[Collected data]
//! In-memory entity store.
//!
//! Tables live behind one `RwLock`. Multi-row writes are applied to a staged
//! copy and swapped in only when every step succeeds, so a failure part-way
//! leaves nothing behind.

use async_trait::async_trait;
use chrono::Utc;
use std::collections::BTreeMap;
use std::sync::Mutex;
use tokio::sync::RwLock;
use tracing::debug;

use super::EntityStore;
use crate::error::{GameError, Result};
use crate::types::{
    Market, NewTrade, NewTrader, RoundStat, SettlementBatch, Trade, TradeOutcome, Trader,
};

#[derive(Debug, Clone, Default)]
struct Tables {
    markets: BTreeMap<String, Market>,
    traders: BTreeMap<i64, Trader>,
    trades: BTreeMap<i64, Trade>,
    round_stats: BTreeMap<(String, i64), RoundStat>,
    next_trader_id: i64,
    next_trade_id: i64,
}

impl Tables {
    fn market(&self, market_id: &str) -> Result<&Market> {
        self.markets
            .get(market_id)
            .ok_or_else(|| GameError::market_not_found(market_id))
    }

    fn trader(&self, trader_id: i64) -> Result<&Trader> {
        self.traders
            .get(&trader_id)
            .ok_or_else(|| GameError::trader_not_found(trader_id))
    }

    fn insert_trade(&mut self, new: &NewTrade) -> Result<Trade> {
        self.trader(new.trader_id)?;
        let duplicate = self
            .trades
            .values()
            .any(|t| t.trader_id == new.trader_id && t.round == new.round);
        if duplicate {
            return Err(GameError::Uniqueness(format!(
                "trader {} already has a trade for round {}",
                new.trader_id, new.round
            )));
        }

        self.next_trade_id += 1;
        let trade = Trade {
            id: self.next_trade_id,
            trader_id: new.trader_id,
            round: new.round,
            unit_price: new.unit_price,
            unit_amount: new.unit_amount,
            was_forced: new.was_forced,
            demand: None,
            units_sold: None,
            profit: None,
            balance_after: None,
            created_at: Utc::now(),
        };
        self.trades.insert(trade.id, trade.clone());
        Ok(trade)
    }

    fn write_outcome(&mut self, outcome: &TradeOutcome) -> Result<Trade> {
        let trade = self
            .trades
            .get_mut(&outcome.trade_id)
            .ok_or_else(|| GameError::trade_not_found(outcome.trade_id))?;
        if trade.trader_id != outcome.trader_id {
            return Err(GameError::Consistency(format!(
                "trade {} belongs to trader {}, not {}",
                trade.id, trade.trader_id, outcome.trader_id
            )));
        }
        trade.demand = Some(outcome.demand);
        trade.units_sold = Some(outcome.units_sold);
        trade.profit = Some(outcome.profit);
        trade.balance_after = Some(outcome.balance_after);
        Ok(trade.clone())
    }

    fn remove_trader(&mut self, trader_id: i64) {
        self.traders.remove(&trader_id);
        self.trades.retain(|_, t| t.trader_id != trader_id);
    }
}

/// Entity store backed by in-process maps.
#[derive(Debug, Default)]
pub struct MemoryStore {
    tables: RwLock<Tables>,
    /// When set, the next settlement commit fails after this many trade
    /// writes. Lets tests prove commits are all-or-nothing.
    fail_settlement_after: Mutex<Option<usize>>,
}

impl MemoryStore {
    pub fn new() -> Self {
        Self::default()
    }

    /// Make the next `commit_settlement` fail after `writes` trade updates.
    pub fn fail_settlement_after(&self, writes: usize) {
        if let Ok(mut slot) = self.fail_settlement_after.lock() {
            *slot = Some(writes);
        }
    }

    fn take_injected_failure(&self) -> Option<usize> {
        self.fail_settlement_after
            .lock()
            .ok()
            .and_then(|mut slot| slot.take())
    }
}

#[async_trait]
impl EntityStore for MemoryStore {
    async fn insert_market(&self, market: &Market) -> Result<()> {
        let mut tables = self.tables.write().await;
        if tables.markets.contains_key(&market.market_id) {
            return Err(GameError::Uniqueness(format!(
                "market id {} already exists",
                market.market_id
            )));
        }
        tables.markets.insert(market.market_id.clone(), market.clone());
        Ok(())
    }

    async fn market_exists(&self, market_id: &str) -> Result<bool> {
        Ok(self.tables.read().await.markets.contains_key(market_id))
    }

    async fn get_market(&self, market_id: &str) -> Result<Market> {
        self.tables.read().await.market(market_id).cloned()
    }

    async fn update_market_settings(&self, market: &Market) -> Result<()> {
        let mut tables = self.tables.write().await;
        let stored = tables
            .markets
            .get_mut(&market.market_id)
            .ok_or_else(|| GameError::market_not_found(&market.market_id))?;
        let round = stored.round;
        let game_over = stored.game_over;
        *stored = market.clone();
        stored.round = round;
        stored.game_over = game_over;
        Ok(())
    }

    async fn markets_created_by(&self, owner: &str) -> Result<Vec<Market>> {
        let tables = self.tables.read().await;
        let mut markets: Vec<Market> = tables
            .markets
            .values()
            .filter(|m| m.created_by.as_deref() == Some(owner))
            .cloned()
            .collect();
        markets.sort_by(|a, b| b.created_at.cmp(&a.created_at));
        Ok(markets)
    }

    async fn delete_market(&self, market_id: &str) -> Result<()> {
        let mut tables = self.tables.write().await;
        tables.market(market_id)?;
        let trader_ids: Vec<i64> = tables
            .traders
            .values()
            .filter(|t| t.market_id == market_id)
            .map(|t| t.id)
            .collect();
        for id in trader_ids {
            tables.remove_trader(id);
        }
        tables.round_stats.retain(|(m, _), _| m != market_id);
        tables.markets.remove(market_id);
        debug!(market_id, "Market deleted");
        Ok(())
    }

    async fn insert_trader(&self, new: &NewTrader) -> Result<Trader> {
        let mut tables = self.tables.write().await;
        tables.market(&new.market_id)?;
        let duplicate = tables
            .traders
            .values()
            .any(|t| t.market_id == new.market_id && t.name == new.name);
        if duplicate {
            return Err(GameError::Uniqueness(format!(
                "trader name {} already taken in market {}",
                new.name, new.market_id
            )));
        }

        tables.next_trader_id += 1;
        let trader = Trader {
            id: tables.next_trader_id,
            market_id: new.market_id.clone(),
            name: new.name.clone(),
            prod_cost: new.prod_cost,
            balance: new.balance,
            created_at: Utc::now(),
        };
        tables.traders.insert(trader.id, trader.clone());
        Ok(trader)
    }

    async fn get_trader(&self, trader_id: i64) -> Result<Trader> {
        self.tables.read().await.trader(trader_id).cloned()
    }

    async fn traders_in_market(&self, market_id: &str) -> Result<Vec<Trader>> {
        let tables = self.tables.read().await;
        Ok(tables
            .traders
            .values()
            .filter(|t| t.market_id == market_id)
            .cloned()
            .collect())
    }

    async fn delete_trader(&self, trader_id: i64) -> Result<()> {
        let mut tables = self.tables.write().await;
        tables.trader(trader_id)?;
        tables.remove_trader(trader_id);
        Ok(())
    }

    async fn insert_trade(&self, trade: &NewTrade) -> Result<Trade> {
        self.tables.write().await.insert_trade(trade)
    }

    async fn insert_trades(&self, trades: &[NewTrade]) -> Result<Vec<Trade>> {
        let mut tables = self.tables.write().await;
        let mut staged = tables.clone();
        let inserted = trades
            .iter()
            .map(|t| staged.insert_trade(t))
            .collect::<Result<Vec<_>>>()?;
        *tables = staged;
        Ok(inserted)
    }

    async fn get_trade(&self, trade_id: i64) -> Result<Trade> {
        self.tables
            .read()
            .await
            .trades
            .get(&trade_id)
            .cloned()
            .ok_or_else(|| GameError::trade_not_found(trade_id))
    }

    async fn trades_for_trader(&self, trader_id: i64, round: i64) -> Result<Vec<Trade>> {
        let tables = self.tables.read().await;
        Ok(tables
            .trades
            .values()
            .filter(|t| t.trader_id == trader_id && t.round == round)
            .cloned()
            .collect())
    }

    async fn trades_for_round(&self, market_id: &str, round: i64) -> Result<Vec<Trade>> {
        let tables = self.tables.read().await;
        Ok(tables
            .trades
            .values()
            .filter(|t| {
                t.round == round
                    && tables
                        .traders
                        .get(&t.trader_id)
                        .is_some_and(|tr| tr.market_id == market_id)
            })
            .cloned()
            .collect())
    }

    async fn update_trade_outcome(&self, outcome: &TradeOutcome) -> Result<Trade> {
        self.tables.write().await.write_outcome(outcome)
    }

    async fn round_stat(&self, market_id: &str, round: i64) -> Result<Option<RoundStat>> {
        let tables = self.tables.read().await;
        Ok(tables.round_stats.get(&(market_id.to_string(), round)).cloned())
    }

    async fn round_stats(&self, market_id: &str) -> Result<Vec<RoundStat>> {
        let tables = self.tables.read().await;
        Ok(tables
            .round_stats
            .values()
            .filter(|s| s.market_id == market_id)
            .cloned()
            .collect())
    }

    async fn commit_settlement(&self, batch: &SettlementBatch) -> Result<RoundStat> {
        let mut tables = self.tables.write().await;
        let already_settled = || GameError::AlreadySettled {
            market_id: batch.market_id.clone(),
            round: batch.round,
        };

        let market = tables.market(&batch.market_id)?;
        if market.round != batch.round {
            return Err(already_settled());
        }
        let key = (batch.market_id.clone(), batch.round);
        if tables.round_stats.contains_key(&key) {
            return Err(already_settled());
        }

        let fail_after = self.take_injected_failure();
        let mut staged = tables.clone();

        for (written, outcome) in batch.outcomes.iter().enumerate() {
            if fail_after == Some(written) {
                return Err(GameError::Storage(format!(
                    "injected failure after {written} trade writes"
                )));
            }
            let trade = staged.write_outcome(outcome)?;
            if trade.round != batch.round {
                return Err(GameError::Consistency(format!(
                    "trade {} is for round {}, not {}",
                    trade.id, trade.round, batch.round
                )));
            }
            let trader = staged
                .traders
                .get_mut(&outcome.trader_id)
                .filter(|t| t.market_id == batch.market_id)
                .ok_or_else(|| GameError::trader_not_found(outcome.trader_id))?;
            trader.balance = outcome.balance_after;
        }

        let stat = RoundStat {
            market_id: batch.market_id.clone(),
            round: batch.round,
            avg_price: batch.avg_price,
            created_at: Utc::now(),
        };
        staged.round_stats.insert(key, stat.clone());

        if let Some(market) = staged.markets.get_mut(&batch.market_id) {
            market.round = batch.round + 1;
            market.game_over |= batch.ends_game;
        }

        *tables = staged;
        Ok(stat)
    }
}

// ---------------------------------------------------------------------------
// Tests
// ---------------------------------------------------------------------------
--
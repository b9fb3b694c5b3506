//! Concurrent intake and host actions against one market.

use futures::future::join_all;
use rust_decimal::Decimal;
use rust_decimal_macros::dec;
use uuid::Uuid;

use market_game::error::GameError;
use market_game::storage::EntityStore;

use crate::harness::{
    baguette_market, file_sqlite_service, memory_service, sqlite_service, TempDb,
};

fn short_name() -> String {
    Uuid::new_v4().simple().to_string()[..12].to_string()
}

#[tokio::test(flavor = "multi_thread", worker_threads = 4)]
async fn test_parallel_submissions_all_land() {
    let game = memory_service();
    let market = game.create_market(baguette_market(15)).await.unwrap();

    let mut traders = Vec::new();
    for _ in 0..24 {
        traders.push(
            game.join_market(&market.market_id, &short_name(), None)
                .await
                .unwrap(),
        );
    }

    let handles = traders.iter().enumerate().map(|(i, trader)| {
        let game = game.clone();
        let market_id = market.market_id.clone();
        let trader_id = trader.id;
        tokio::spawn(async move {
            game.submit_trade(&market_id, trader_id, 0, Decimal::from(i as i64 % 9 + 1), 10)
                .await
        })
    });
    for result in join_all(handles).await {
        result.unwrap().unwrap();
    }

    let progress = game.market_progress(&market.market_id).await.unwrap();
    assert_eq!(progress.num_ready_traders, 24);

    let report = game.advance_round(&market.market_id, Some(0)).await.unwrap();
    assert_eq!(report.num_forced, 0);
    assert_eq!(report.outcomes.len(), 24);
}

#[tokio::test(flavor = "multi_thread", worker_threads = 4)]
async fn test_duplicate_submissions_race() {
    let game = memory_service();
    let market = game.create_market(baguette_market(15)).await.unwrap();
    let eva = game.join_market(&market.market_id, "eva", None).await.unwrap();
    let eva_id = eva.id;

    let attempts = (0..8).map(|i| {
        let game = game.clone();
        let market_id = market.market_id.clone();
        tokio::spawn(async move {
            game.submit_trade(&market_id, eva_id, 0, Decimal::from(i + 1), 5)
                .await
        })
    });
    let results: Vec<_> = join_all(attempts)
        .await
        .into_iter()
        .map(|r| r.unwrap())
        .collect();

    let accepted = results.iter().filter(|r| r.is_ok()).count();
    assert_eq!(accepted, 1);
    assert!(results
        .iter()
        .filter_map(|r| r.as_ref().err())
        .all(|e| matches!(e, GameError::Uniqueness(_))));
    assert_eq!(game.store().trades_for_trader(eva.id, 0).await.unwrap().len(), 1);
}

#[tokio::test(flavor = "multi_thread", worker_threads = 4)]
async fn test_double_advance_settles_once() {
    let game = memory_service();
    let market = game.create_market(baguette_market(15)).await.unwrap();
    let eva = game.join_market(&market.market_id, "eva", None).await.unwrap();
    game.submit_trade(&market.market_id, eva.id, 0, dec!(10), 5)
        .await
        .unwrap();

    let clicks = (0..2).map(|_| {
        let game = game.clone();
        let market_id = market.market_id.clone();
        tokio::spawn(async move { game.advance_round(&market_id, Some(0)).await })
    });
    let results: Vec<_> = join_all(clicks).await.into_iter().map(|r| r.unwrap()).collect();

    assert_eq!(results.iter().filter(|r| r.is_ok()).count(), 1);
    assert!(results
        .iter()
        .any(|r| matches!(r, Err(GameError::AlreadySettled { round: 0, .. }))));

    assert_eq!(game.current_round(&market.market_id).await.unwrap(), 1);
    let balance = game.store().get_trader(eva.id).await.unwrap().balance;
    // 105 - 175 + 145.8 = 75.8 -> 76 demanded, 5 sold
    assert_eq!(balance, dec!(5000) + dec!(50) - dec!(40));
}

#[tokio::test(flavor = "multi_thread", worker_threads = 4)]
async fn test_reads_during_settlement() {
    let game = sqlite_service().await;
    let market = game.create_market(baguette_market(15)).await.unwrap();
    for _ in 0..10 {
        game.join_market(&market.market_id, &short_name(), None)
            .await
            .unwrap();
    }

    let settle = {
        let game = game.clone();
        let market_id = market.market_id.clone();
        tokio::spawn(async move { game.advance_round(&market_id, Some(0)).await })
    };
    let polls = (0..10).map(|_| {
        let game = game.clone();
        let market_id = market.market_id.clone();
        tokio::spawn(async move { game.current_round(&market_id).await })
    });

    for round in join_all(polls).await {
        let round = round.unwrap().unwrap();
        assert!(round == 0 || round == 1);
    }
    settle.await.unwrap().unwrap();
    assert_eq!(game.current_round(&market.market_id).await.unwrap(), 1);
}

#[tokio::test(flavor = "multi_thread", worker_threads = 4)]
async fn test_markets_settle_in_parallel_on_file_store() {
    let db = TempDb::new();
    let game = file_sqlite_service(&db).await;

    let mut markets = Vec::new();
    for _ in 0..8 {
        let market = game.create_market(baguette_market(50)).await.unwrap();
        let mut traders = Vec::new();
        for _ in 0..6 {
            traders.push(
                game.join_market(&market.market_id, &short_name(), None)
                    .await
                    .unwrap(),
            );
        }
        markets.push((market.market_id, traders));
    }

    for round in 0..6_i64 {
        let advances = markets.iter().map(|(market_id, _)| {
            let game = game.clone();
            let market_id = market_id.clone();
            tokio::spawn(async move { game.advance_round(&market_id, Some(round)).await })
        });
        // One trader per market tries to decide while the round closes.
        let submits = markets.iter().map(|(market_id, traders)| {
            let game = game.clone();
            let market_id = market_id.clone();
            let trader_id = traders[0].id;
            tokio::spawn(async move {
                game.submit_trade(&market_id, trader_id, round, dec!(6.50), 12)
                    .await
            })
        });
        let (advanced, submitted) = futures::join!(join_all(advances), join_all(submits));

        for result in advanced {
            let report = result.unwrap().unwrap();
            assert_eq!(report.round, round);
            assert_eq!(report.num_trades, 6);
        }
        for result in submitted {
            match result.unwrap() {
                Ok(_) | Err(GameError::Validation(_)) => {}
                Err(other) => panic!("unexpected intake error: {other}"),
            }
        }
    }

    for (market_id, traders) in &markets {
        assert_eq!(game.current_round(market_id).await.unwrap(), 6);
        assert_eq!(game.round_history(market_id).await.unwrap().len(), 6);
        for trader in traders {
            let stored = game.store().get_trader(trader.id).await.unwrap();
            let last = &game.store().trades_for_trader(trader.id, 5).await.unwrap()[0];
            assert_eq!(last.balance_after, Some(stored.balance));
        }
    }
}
--
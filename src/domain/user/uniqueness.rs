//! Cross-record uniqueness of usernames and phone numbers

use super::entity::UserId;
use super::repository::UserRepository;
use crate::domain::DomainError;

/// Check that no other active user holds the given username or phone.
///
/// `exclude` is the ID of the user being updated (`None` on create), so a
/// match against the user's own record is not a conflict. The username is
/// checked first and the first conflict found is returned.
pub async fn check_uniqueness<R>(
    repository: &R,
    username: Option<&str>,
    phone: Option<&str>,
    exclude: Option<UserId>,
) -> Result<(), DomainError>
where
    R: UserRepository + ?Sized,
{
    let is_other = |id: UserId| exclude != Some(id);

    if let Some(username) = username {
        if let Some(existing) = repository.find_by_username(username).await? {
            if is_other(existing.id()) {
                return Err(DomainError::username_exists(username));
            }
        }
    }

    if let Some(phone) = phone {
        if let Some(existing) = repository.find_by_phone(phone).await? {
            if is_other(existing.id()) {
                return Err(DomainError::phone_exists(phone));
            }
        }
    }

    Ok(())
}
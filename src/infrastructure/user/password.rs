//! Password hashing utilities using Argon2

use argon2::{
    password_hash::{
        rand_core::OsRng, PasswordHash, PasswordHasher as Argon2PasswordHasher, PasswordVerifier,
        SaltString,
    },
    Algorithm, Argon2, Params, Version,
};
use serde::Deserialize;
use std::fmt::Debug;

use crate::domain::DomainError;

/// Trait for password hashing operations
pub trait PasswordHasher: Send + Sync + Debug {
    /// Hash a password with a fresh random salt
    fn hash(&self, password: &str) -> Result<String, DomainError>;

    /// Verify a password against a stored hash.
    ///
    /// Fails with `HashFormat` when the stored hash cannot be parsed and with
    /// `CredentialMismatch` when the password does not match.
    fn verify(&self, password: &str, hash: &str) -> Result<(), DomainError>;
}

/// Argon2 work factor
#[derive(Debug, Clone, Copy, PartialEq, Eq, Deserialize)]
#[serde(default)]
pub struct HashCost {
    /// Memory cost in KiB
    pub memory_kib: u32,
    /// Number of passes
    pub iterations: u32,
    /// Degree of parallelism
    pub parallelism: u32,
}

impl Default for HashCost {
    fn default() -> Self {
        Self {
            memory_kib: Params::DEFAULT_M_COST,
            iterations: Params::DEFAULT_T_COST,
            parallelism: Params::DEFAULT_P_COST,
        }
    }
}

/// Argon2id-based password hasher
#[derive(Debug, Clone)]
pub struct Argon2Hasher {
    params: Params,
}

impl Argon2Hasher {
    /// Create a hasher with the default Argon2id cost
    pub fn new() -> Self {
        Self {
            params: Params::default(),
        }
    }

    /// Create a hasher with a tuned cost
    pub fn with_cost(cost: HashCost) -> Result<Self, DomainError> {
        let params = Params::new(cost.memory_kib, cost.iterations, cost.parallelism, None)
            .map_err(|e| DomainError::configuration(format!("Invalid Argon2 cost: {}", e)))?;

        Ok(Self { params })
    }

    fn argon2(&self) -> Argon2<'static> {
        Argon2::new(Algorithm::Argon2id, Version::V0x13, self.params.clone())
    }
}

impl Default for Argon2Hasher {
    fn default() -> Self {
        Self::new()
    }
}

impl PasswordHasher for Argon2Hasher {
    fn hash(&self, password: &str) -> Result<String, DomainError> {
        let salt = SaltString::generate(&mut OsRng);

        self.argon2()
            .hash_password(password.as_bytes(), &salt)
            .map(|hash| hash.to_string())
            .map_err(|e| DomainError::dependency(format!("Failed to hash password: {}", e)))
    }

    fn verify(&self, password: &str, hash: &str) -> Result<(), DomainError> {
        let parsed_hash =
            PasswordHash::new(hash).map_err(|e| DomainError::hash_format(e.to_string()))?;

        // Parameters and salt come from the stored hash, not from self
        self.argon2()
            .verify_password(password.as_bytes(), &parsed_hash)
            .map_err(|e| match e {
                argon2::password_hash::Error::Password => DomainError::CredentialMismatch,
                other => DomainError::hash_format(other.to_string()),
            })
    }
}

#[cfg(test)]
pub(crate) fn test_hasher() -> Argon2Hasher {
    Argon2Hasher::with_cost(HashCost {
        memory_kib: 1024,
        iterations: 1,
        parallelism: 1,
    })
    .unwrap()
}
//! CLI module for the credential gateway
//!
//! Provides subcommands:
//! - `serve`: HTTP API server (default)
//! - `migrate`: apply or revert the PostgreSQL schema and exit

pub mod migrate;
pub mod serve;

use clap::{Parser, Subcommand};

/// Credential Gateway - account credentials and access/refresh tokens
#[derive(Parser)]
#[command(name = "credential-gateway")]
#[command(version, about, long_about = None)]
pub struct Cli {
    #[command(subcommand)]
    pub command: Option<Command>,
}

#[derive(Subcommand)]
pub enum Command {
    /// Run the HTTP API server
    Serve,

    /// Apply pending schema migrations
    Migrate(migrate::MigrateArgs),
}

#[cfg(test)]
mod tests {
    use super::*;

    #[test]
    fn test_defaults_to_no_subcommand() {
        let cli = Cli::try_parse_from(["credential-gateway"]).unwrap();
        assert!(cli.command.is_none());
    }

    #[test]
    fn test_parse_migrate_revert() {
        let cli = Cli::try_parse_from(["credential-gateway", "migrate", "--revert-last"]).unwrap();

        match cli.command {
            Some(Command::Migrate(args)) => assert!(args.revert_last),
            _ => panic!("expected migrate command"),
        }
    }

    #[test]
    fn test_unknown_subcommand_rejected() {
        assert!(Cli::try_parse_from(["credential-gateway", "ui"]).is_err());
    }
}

- **Your instructions**
Please show all lines from the entries that contain the word "conflict".

- **Result below**
/// match against the user's own record is not a conflict. The username is
/// checked first and the first conflict found is returned.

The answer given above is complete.